Your instructions: Your answer should be the full set of entries, given again without alteration.

Material supplied:
____
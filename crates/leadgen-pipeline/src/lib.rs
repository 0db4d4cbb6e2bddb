//! The lead ingestion pipeline: query building, paginated fetch,
//! de-duplication, value scoring, and best-effort contact enrichment.

pub mod config;
pub mod dedupe;
pub mod enrich;
pub mod error;
pub mod fetcher;
pub mod pipeline;
pub mod query;
pub mod scorer;

pub use config::{
    EnrichmentConfig, EnrichmentMode, LocationBiasStrategy, PipelineConfig, QueryStyle,
};
pub use dedupe::{dedupe, normalize_name};
pub use enrich::email::{EmailLookup, EmailStrategy};
pub use enrich::scrape::{HttpPageFetcher, PageFetcher};
pub use enrich::EnrichmentEngine;
pub use error::{PipelineError, ScrapeError};
pub use fetcher::{max_requests, PlacesFetcher};
pub use pipeline::LeadPipeline;
pub use query::{expanded_queries, primary_query};
pub use scorer::{score_places, value_score};
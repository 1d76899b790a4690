use derive_more::{Display, Error};

/// Why a run did not complete.
#[derive(Debug, Display, Error)]
pub enum RunError {
    /// The inverter could not be read, the next run retries.
    #[display("failed to fetch the reading: {_0:#}")]
    Fetch(#[error(not(source))] anyhow::Error),

    /// Another run holds the store lock.
    #[display("another run is in progress")]
    Conflict,

    /// The output locations are unusable, nothing the next run could fix.
    #[display("configuration error: {_0:#}")]
    Configuration(#[error(not(source))] anyhow::Error),
}

impl RunError {
    /// Whether the process should exit with a failure code.
    #[must_use]
    pub const fn is_fatal(&self) -> bool {
        matches!(self, Self::Configuration(_))
    }
}
use clap::Parser;

use crate::{prelude::*, quantity::cost::KilowattHourRate, settings::Labels};

#[derive(Parser)]
pub struct LabelArgs {
    /// System name shown on the charts.
    #[clap(long, env = "LOCATION", default_value = "My House")]
    location: String,

    /// PV string names, starting from string #1.
    #[clap(
        long = "string-names",
        env = "STRING_NAMES",
        value_delimiter = ',',
        num_args = 1..,
        default_value = "East Panels,South Panels",
    )]
    strings: Vec<String>,

    #[clap(long, env = "CURRENCY", default_value = "£")]
    currency: String,

    /// What a kilowatt-hour is worth, saved or earned.
    #[clap(long = "value-per-kwh", env = "VALUE_PER_KWH", default_value = "0.1872")]
    value_per_kwh: KilowattHourRate,

    /// For example, `Saved` or `Earned`.
    #[clap(long = "value-label", env = "VALUE_LABEL", default_value = "Saved")]
    value_label: String,
}

impl TryFrom<LabelArgs> for Labels {
    type Error = Error;

    fn try_from(args: LabelArgs) -> Result<Self> {
        let strings: Vec<String> = args
            .strings
            .into_iter()
            .map(|name| name.trim().to_owned())
            .filter(|name| !name.is_empty())
            .collect();
        ensure!(!strings.is_empty(), "at least one string name is required");
        ensure!(
            args.value_per_kwh.is_non_negative_finite(),
            "value per kilowatt-hour must be a non-negative number",
        );
        Ok(Self {
            location: args.location,
            strings,
            currency: args.currency,
            value_per_kwh: args.value_per_kwh,
            value_label: args.value_label,
        })
    }
}
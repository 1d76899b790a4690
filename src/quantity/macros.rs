macro_rules! quantity {
    ($name:ident, $unit:literal) => {
        #[repr(transparent)]
        #[derive(
            ::derive_more::Add,
            ::derive_more::AddAssign,
            ::derive_more::FromStr,
            ::derive_more::Sub,
            ::derive_more::SubAssign,
            ::derive_more::Sum,
            ::serde::Deserialize,
            ::serde::Serialize,
            ::std::clone::Clone,
            ::std::marker::Copy,
        )]
        pub struct $name(pub f64);

        impl ::std::fmt::Display for $name {
            fn fmt(&self, formatter: &mut ::std::fmt::Formatter<'_>) -> ::std::fmt::Result {
                ::std::fmt::Display::fmt(&self.0, formatter)?;
                write!(formatter, " {}", $unit)
            }
        }

        impl ::std::fmt::Debug for $name {
            fn fmt(&self, formatter: &mut ::std::fmt::Formatter<'_>) -> ::std::fmt::Result {
                ::std::fmt::Debug::fmt(&self.0, formatter)?;
                write!(formatter, "{}", $unit)
            }
        }

        impl $name {
            pub const fn zero() -> Self {
                Self(0.0)
            }

            /// Negative, infinite, and `NaN` values are not physically meaningful for our readings.
            pub const fn is_non_negative_finite(self) -> bool {
                self.0.is_finite() && self.0 >= 0.0
            }
        }

        impl ::std::ops::Mul<f64> for $name {
            type Output = Self;

            fn mul(self, rhs: f64) -> Self::Output {
                Self(self.0 * rhs)
            }
        }

        impl ::std::ops::Div<f64> for $name {
            type Output = Self;

            fn div(self, rhs: f64) -> Self::Output {
                Self(self.0 / rhs)
            }
        }

        ordered_float!($name);
    };
}

macro_rules! ordered_float {
    ($name:ty) => {
        impl ::std::cmp::PartialOrd for $name {
            fn partial_cmp(&self, other: &Self) -> Option<::std::cmp::Ordering> {
                Some(self.cmp(other))
            }
        }

        impl ::std::cmp::Ord for $name {
            fn cmp(&self, other: &Self) -> ::std::cmp::Ordering {
                ::ordered_float::OrderedFloat(self.0).cmp(&::ordered_float::OrderedFloat(other.0))
            }
        }

        impl ::std::cmp::PartialEq for $name {
            fn eq(&self, other: &Self) -> bool {
                ::ordered_float::OrderedFloat(self.0).eq(&::ordered_float::OrderedFloat(other.0))
            }
        }

        impl Eq for $name {}

        impl ::std::ops::Neg for $name {
            type Output = Self;

            fn neg(self) -> Self::Output {
                Self(-self.0)
            }
        }
    };
}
____
Solution:
filename crates/leadgen-pipeline/src/lib.rs
repository 0db4d4cbb6e2bddb
//! The lead ingestion pipeline: query building, paginated fetch,
//! de-duplication, value scoring, and best-effort contact enrichment.

pub mod config;
pub mod dedupe;
pub mod enrich;
pub mod error;
pub mod fetcher;
pub mod pipeline;
pub mod query;
pub mod scorer;

pub use config::{
    EnrichmentConfig, EnrichmentMode, LocationBiasStrategy, PipelineConfig, QueryStyle,
};
pub use dedupe::{dedupe, normalize_name};
pub use enrich::email::{EmailLookup, EmailStrategy};
pub use enrich::scrape::{HttpPageFetcher, PageFetcher};
pub use enrich::EnrichmentEngine;
pub use error::{PipelineError, ScrapeError};
pub use fetcher::{max_requests, PlacesFetcher};
pub use pipeline::LeadPipeline;
pub use query::{expanded_queries, primary_query};
pub use scorer::{score_places, value_score};
repository 1d76899b790a4690
use derive_more::{Display, Error};

/// Why a run did not complete.
#[derive(Debug, Display, Error)]
pub enum RunError {
    /// The inverter could not be read, the next run retries.
    #[display("failed to fetch the reading: {_0:#}")]
    Fetch(#[error(not(source))] anyhow::Error),

    /// Another run holds the store lock.
    #[display("another run is in progress")]
    Conflict,

    /// The output locations are unusable, nothing the next run could fix.
    #[display("configuration error: {_0:#}")]
    Configuration(#[error(not(source))] anyhow::Error),
}

impl RunError {
    /// Whether the process should exit with a failure code.
    #[must_use]
    pub const fn is_fatal(&self) -> bool {
        matches!(self, Self::Configuration(_))
    }
}
use clap::Parser;

use crate::{prelude::*, quantity::cost::KilowattHourRate, settings::Labels};

#[derive(Parser)]
pub struct LabelArgs {
    /// System name shown on the charts.
    #[clap(long, env = "LOCATION", default_value = "My House")]
    location: String,

    /// PV string names, starting from string #1.
    #[clap(
        long = "string-names",
        env = "STRING_NAMES",
        value_delimiter = ',',
        num_args = 1..,
        default_value = "East Panels,South Panels",
    )]
    strings: Vec<String>,

    #[clap(long, env = "CURRENCY", default_value = "£")]
    currency: String,

    /// What a kilowatt-hour is worth, saved or earned.
    #[clap(long = "value-per-kwh", env = "VALUE_PER_KWH", default_value = "0.1872")]
    value_per_kwh: KilowattHourRate,

    /// For example, `Saved` or `Earned`.
    #[clap(long = "value-label", env = "VALUE_LABEL", default_value = "Saved")]
    value_label: String,
}

impl TryFrom<LabelArgs> for Labels {
    type Error = Error;

    fn try_from(args: LabelArgs) -> Result<Self> {
        let strings: Vec<String> = args
            .strings
            .into_iter()
            .map(|name| name.trim().to_owned())
            .filter(|name| !name.is_empty())
            .collect();
        ensure!(!strings.is_empty(), "at least one string name is required");
        ensure!(
            args.value_per_kwh.is_non_negative_finite(),
            "value per kilowatt-hour must be a non-negative number",
        );
        Ok(Self {
            location: args.location,
            strings,
            currency: args.currency,
            value_per_kwh: args.value_per_kwh,
            value_label: args.value_label,
        })
    }
}
repository 1d76899b790a4690
filename src/quantity/macros.rs
macro_rules! quantity {
    ($name:ident, $unit:literal) => {
        #[repr(transparent)]
        #[derive(
            ::derive_more::Add,
            ::derive_more::AddAssign,
            ::derive_more::FromStr,
            ::derive_more::Sub,
            ::derive_more::SubAssign,
            ::derive_more::Sum,
            ::serde::Deserialize,
            ::serde::Serialize,
            ::std::clone::Clone,
            ::std::marker::Copy,
        )]
        pub struct $name(pub f64);

        impl ::std::fmt::Display for $name {
            fn fmt(&self, formatter: &mut ::std::fmt::Formatter<'_>) -> ::std::fmt::Result {
                ::std::fmt::Display::fmt(&self.0, formatter)?;
                write!(formatter, " {}", $unit)
            }
        }

        impl ::std::fmt::Debug for $name {
            fn fmt(&self, formatter: &mut ::std::fmt::Formatter<'_>) -> ::std::fmt::Result {
                ::std::fmt::Debug::fmt(&self.0, formatter)?;
                write!(formatter, "{}", $unit)
            }
        }

        impl $name {
            pub const fn zero() -> Self {
                Self(0.0)
            }

            /// Negative, infinite, and `NaN` values are not physically meaningful for our readings.
            pub const fn is_non_negative_finite(self) -> bool {
                self.0.is_finite() && self.0 >= 0.0
            }
        }

        impl ::std::ops::Mul<f64> for $name {
            type Output = Self;

            fn mul(self, rhs: f64) -> Self::Output {
                Self(self.0 * rhs)
            }
        }

        impl ::std::ops::Div<f64> for $name {
            type Output = Self;

            fn div(self, rhs: f64) -> Self::Output {
                Self(self.0 / rhs)
            }
        }

        ordered_float!($name);
    };
}

macro_rules! ordered_float {
    ($name:ty) => {
        impl ::std::cmp::PartialOrd for $name {
            fn partial_cmp(&self, other: &Self) -> Option<::std::cmp::Ordering> {
                Some(self.cmp(other))
            }
        }

        impl ::std::cmp::Ord for $name {
            fn cmp(&self, other: &Self) -> ::std::cmp::Ordering {
                ::ordered_float::OrderedFloat(self.0).cmp(&::ordered_float::OrderedFloat(other.0))
            }
        }

        impl ::std::cmp::PartialEq for $name {
            fn eq(&self, other: &Self) -> bool {
                ::ordered_float::OrderedFloat(self.0).eq(&::ordered_float::OrderedFloat(other.0))
            }
        }

        impl Eq for $name {}

        impl ::std::ops::Neg for $name {
            type Output = Self;

            fn neg(self) -> Self::Output {
                Self(-self.0)
            }
        }
    };
}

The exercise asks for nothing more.